Lebih dari itu, Pemilu yang tidak berintegritas hanya akan menghasilkan pemimpin dan wakil rakyat yang tidak amanah, karena legalitas dan legitimasinya diragukan.
Namun demikian, instrumen hukum Bawaslu untuk melakukan fungsi pengawasan, terkesan tidak sungguh-sungguh berkehendak untuk memperbaiki kewibawaan Pemilu dan kualitas demokrasi.
Dalam UU Nomor 7 Tahun 2017 Pasal 454 ayat 5 disebutkan, hasil pengawasan ditetapkan sebagai temuan pelanggaran Pemilu paling lama 7 hari sejak ditemukannya dugaan pelanggaran.
Hal ini terbilang terlalu singkat untuk menyiapkan bukti dan saksi agar temuan tersebut dapat betul-betul diproses secara hukum.
Terlebih tanpa penghargaan dan perlindungan saksi yang memadai, maka para saksi enggan untuk terlibat dalam kasus hukum.
Oleh karena itu, pengawasan pemilu yang bersifat konvensional sudah saatnya diganti dengan model pengawasan yang lebih modern dan partisipatif.
Selain menjalankan fungsi pengawasan dan penindakan sesuai aturan perundangan, sudah saatnya kita mendesain ulang tata kelola pengawasan yang lebih efektif dan efisien sekaligus partisipatif. Pada Pemilu 1955 fungsi pengawasan dilakukan oleh peserta Pemilu, Pemilu 1971 hingga 1992 dilakukan oleh pemerintah, Pemilu 1997 oleh pemerintah dan pemantau, Pemilu 1999 oleh penyelenggara dan pemantau, serta Pemilu 2004 hingga 2019 fungsi pengawasan dilakukan oleh lembaga pengawas dan pemantau.
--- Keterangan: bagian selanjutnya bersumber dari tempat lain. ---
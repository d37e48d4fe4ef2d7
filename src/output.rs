//! Launcher result items (Alfred script filter JSON).

use serde::{Deserialize, Serialize};
use uuid::Uuid;

use crate::config::OutputConfig;
use crate::model::Page;

/// URL scheme registered by the Logseq desktop app.
pub const LINK_SCHEME: &str = "logseq";

/// One launcher row.
#[derive(Debug, Clone, PartialEq, Eq, Serialize, Deserialize)]
pub struct OutputItem {
    pub uid: String,
    pub title: String,
    pub subtitle: String,
    pub arg: String,
    pub icon: String,
}

/// Top-level document printed to stdout.
#[derive(Debug, Clone, PartialEq, Eq, Default, Serialize, Deserialize)]
pub struct ItemList {
    pub items: Vec<OutputItem>,
}

impl ItemList {
    /// Pretty JSON with two-space indentation.
    pub fn to_json(&self) -> serde_json::Result<String> {
        serde_json::to_string_pretty(self)
    }
}

/// Builds deep links into a Logseq graph.
#[derive(Debug, Clone, PartialEq, Eq)]
pub struct LinkBuilder {
    graph: String,
}

impl LinkBuilder {
    #[must_use]
    pub fn new(graph: impl Into<String>) -> Self {
        Self {
            graph: graph.into(),
        }
    }

    /// `logseq://graph/<graph>?page=<encoded name>`
    #[must_use]
    pub fn page_link(&self, page_name: &str) -> String {
        format!(
            "{LINK_SCHEME}://graph/{}?page={}",
            self.graph,
            urlencoding::encode(page_name)
        )
    }
}

/// Maps pages and tags to launcher items.
#[derive(Debug, Clone)]
pub struct Projector {
    links: LinkBuilder,
    icon: String,
}

impl Projector {
    #[must_use]
    pub fn new(config: &OutputConfig) -> Self {
        Self {
            links: LinkBuilder::new(config.graph.clone()),
            icon: config.icon.clone(),
        }
    }

    /// The subtitle is the page's full tag string, so tag-search results show
    /// every tag on the page rather than only the requested ones.
    #[must_use]
    pub fn project_pages(&self, pages: &[Page]) -> ItemList {
        let items = pages
            .iter()
            .map(|page| OutputItem {
                uid: page.uuid.clone(),
                title: page.original_name.clone(),
                subtitle: page.tags.clone(),
                arg: self.links.page_link(&page.original_name),
                icon: self.icon.clone(),
            })
            .collect();
        ItemList { items }
    }

    /// Tags have no stable identity, so every item gets a fresh random uid.
    #[must_use]
    pub fn project_tags(&self, tags: &[String]) -> ItemList {
        let items = tags
            .iter()
            .map(|tag| OutputItem {
                uid: Uuid::new_v4().to_string(),
                title: tag.clone(),
                subtitle: String::new(),
                arg: tag.clone(),
                icon: self.icon.clone(),
            })
            .collect();
        ItemList { items }
    }
}

#[cfg(test)]
mod tests {
    use super::*;
    use crate::test_utils::fixtures::page;

    fn projector() -> Projector {
        Projector::new(&OutputConfig::default())
    }

    #[test]
    fn page_item_fields() {
        let mut alpha = page(1, "Project Alpha");
        alpha.tags = "work urgent".to_string();
        let list = projector().project_pages(&[alpha.clone()]);
        assert_eq!(
            list.items,
            vec![OutputItem {
                uid: alpha.uuid,
                title: "Project Alpha".into(),
                subtitle: "work urgent".into(),
                arg: "logseq://graph/Logseq?page=Project%20Alpha".into(),
                icon: "icon.png".into(),
            }]
        );
    }

    #[test]
    fn graph_name_comes_from_config() {
        let config = OutputConfig {
            graph: "work-notes".into(),
            ..OutputConfig::default()
        };
        let list = Projector::new(&config).project_pages(&[page(1, "Inbox")]);
        assert_eq!(list.items[0].arg, "logseq://graph/work-notes?page=Inbox");
    }

    #[test]
    fn link_encodes_reserved_characters() {
        let links = LinkBuilder::new("Logseq");
        assert_eq!(
            links.page_link("a/b?c&d=e#f"),
            "logseq://graph/Logseq?page=a%2Fb%3Fc%26d%3De%23f"
        );
        assert_eq!(
            links.page_link("日记"),
            "logseq://graph/Logseq?page=%E6%97%A5%E8%AE%B0"
        );
    }

    #[test]
    fn tag_items_use_raw_tag_and_fresh_uids() {
        let tags = vec!["urgent".to_string(), "work".to_string()];
        let first = projector().project_tags(&tags);
        let second = projector().project_tags(&tags);
        assert_eq!(first.items.len(), 2);
        assert_eq!(first.items[0].title, "urgent");
        assert_eq!(first.items[0].arg, "urgent");
        assert_eq!(first.items[0].subtitle, "");
        assert_ne!(first.items[0].uid, first.items[1].uid);
        assert_ne!(first.items[0].uid, second.items[0].uid);
    }

    #[test]
    fn empty_results_serialize_as_empty_items() {
        let json = projector().project_pages(&[]).to_json().unwrap();
        assert_eq!(json, "{\n  \"items\": []\n}");
    }

    #[test]
    fn json_shape_matches_launcher_format() {
        let json = projector().project_pages(&[page(3, "Home")]).to_json().unwrap();
        let value: serde_json::Value = serde_json::from_str(&json).unwrap();
        let item = &value["items"][0];
        for key in ["uid", "title", "subtitle", "arg", "icon"] {
            assert!(item[key].is_string(), "{key} missing in {item}");
        }
    }
}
Hendaknya pada Pemilu 2024 dan yang akan datang, fungsi pengawasan lebih melibatkan peran serta masyarakat dengan menggunakan kemajuan teknologi informasi. Pengawasan partisipatif sangat diperlukan sebagai sebuah tuntutan sistem politik demokrasi modern, yakni segala bentuk dan tahapan Pemilu haruslah melibatkan partisipasi masyarakat.
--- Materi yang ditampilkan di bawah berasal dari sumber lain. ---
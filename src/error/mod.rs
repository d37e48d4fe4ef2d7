//! Error handling for logseq-index.
//!
//! This module provides:
//! - [`LogseqError`]: The main error enum for all operations
//! - [`ErrorCode`]: Standardized error codes for diagnostics

mod codes;

use std::io;
use std::path::PathBuf;

use thiserror::Error;

pub use codes::ErrorCode;

/// Main error type for logseq-index operations.
#[derive(Error, Debug)]
pub enum LogseqError {
    #[error("Missing required config: {0}")]
    MissingConfig(String),

    #[error("Config error: {0}")]
    Config(String),

    #[error("Logseq API request failed: {0}")]
    Transport(#[from] reqwest::Error),

    #[error("Logseq API returned HTTP {status}: {body}")]
    HttpStatus { status: u16, body: String },

    #[error("JSON decoding error: {0}")]
    Decode(#[from] serde_json::Error),

    #[error("Database error: {0}")]
    Database(#[from] rusqlite::Error),

    #[error("IO error: {0}")]
    Io(#[from] io::Error),

    #[error("Store not built at {}", .0.display())]
    StoreNotBuilt(PathBuf),

    #[error("Empty input: {0}")]
    EmptyInput(String),
}

impl LogseqError {
    /// Get the error code for this error.
    #[must_use]
    pub const fn code(&self) -> ErrorCode {
        match self {
            Self::MissingConfig(_) => ErrorCode::ConfigMissingRequired,
            Self::Config(_) => ErrorCode::ConfigInvalid,
            Self::Transport(_) => ErrorCode::NetworkUnreachable,
            Self::HttpStatus { .. } => ErrorCode::NetworkBadStatus,
            Self::Decode(_) => ErrorCode::DecodeFailed,
            Self::Database(_) => ErrorCode::DatabaseError,
            Self::Io(_) => ErrorCode::IoError,
            Self::StoreNotBuilt(_) => ErrorCode::StoreNotBuilt,
            Self::EmptyInput(_) => ErrorCode::EmptyInput,
        }
    }
}

/// Result type alias using [`LogseqError`].
pub type Result<T> = std::result::Result<T, LogseqError>;
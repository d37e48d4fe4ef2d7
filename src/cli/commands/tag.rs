//! logseq-index tag - Pages carrying every given tag

use clap::Args;

use super::emit;
use crate::app::AppContext;
use crate::error::Result;
use crate::output::ItemList;
use crate::search;

#[derive(Args, Debug)]
pub struct TagArgs {
    /// Tags that must all be present
    #[arg(required = true, num_args = 1.., value_name = "TAG")]
    pub tags: Vec<String>,
}

pub fn run(ctx: &AppContext, args: &TagArgs) -> Result<()> {
    emit(&execute(ctx, args)?)
}

pub fn execute(ctx: &AppContext, args: &TagArgs) -> Result<ItemList> {
    let store = ctx.open_store()?;
    let pages = search::match_by_tags(&store, &args.tags)?;
    Ok(ctx.projector().project_pages(&pages))
}
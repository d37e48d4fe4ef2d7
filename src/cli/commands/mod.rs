//! CLI command implementations
//!
//! Each subcommand has its own module with:
//! - Args struct for command-line arguments
//! - `run()` function to execute the command

use crate::app::AppContext;
use crate::cli::Commands;
use crate::error::Result;
use crate::output::ItemList;

pub mod build;
pub mod query;
pub mod tag;
pub mod tags;

/// Dispatch a command to its handler
pub fn run(ctx: &AppContext, command: &Commands) -> Result<()> {
    match command {
        Commands::Build(args) => build::run(ctx, args),
        Commands::Query(args) => query::run(ctx, args),
        Commands::Tag(args) => tag::run(ctx, args),
        Commands::Tags(args) => tags::run(ctx, args),
    }
}

/// Print launcher items to stdout.
fn emit(items: &ItemList) -> Result<()> {
    println!("{}", items.to_json()?);
    Ok(())
}
use proptest::prelude::*;
use serde_json::{Map, Value};

use crate::model::{Page, Properties, TAGS_PROPERTY};
use crate::test_utils::fixtures::uuid_for;

/// Scalars that survive a JSON round trip unchanged (no floats).
pub fn arb_scalar() -> impl Strategy<Value = Value> {
    prop_oneof![
        "[a-z0-9 _-]{0,12}".prop_map(Value::String),
        any::<i32>().prop_map(Value::from),
        any::<bool>().prop_map(Value::Bool),
        Just(Value::Null),
    ]
}

pub fn arb_json() -> impl Strategy<Value = Value> {
    arb_scalar().prop_recursive(3, 24, 4, |inner| {
        prop_oneof![
            prop::collection::vec(inner.clone(), 0..4).prop_map(Value::Array),
            prop::collection::btree_map("[a-z]{1,6}", inner, 0..4)
                .prop_map(|map| Value::Object(map.into_iter().collect())),
        ]
    })
}

/// A `tags` value: usually an array of scalars, sometimes something else.
pub fn arb_tags_value() -> impl Strategy<Value = Value> {
    prop_oneof![
        4 => prop::collection::vec(arb_scalar(), 0..5).prop_map(Value::Array),
        1 => arb_scalar(),
        1 => prop::collection::btree_map("[a-z]{1,6}", arb_scalar(), 0..3)
            .prop_map(|map| Value::Object(map.into_iter().collect())),
    ]
}

pub fn arb_properties() -> impl Strategy<Value = Option<Properties>> {
    let map = (
        prop::option::of(arb_tags_value()),
        prop::collection::btree_map("[a-s]{1,8}", arb_json(), 0..4),
    )
        .prop_map(|(tags, extra)| {
            let mut properties: Properties = Map::new();
            properties.extend(extra);
            if let Some(tags) = tags {
                properties.insert(TAGS_PROPERTY.to_string(), tags);
            }
            properties
        });
    prop::option::of(map)
}

/// Pages with distinct ids 1..=n.
pub fn arb_pages() -> impl Strategy<Value = Vec<Page>> {
    prop::collection::vec(
        ("[A-Za-z][A-Za-z ]{0,15}", any::<bool>(), arb_properties()),
        0..8,
    )
    .prop_map(|entries| {
        entries
            .into_iter()
            .zip(1_i64..)
            .map(|((name, journal, properties), id)| Page {
                id,
                created_at: id * 1_000,
                updated_at: id * 2_000,
                uuid: uuid_for(id),
                journal,
                original_name: name,
                properties,
                tags: String::new(),
            })
            .collect()
    })
}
Rakyat tidak hanya menjadi penonton dan pemilih pasif, tetapi sekaligus sebagai pengawas. Inilah paradigma baru fungsi pengawasan dalam Pemilu yang modern dan partisipatif.
Inilah yang menjadi perenungan, tugas, dan agenda penting penyelenggaraan Pemilu tahun 2024 dan yang akan datang.
Hendaklah semua pihak berbenah untuk mewujudkan model negara demokrasi subtantif.
Sistem kepartaian hendaknya dibenahi agar partai politik dapat melakukan rekrutmen kader, pendidikan politik rakyat, serta memperjuangkan aspirasinya demi tegaknya kedaulatan rakyat.
Sementara itu, semua penyelenggara Pemilu dan fungsi pengawasan dapat berperan secara profesional, kredibel, dan partisipatif. (*)
Penulis adalah Panitia Pengawas Pemilu Kecamatan Bayat, Kabupaten Klaten.